**REQUIRED WORK**:
Please copy each line of the listing that includes the string "history".

**RECORD EXTRACTS**:
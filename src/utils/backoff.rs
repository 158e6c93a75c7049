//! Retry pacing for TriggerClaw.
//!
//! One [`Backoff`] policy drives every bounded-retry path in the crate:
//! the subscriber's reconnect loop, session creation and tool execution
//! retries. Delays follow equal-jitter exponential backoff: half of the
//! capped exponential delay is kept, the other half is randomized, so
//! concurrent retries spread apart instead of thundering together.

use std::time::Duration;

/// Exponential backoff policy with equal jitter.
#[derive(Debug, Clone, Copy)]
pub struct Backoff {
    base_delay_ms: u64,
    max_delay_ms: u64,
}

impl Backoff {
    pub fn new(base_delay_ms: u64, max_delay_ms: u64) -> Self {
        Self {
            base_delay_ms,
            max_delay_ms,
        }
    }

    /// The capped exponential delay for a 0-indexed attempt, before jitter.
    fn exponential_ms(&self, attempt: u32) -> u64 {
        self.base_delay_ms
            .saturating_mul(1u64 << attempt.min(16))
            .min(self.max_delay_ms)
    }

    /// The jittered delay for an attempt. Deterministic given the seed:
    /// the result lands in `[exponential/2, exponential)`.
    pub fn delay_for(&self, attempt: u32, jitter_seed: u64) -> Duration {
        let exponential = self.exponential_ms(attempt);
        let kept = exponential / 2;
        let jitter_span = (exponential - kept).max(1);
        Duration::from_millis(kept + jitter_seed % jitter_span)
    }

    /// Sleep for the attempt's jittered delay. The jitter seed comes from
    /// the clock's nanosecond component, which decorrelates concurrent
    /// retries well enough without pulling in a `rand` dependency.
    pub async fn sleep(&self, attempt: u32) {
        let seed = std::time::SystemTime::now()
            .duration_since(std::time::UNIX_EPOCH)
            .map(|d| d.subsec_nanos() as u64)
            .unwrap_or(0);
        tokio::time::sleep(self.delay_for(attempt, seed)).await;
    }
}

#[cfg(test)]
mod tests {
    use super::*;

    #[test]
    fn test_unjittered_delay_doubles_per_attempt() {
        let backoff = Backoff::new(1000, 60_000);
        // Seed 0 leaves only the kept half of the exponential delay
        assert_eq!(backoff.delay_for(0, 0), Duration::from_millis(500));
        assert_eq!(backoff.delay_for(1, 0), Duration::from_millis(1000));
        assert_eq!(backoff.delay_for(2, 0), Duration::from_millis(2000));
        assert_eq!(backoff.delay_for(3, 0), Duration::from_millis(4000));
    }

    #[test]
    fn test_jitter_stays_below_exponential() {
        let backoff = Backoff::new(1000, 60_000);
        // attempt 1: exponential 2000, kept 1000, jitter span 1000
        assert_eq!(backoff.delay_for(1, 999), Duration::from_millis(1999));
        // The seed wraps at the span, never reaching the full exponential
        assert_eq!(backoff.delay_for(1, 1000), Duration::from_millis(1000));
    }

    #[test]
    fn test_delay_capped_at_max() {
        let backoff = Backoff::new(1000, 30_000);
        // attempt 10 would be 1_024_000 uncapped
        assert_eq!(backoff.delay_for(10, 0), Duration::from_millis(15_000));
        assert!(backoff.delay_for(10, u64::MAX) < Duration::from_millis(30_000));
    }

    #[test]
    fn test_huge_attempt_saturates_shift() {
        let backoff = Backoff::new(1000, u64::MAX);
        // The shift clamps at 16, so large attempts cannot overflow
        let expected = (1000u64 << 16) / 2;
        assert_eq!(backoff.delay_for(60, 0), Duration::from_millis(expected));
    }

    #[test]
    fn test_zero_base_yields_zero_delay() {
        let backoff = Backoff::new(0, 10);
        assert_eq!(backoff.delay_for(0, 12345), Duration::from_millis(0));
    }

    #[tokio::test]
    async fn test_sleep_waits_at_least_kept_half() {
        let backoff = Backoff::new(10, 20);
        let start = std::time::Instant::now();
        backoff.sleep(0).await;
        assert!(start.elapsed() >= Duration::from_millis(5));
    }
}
--
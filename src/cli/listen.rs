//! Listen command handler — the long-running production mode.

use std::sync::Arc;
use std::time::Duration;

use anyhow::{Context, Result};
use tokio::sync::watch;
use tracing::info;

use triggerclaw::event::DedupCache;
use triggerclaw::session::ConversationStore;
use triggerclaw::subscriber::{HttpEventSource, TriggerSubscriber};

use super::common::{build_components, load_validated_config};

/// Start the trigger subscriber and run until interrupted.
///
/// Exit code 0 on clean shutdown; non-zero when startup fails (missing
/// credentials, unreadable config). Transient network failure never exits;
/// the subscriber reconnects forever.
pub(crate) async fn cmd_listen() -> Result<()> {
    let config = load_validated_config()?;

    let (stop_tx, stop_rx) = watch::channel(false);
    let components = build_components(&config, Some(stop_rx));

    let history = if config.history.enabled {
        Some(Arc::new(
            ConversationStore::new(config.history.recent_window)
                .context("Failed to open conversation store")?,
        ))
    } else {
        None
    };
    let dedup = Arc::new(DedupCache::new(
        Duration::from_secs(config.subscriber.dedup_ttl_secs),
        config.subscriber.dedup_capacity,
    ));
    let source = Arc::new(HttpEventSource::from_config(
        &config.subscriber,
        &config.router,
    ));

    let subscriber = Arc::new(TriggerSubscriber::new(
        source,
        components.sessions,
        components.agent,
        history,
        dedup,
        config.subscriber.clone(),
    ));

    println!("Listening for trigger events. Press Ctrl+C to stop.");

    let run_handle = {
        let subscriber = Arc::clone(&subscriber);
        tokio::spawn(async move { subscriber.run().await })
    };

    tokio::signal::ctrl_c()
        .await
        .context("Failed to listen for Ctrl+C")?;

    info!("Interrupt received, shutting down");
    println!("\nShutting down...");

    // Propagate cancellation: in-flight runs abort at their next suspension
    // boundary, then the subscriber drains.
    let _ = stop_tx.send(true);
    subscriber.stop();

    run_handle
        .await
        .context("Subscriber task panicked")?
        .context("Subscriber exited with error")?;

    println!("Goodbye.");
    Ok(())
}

**RESPONSE AREA**:
    let history = if config.history.enabled {
            ConversationStore::new(config.history.recent_window)
        history,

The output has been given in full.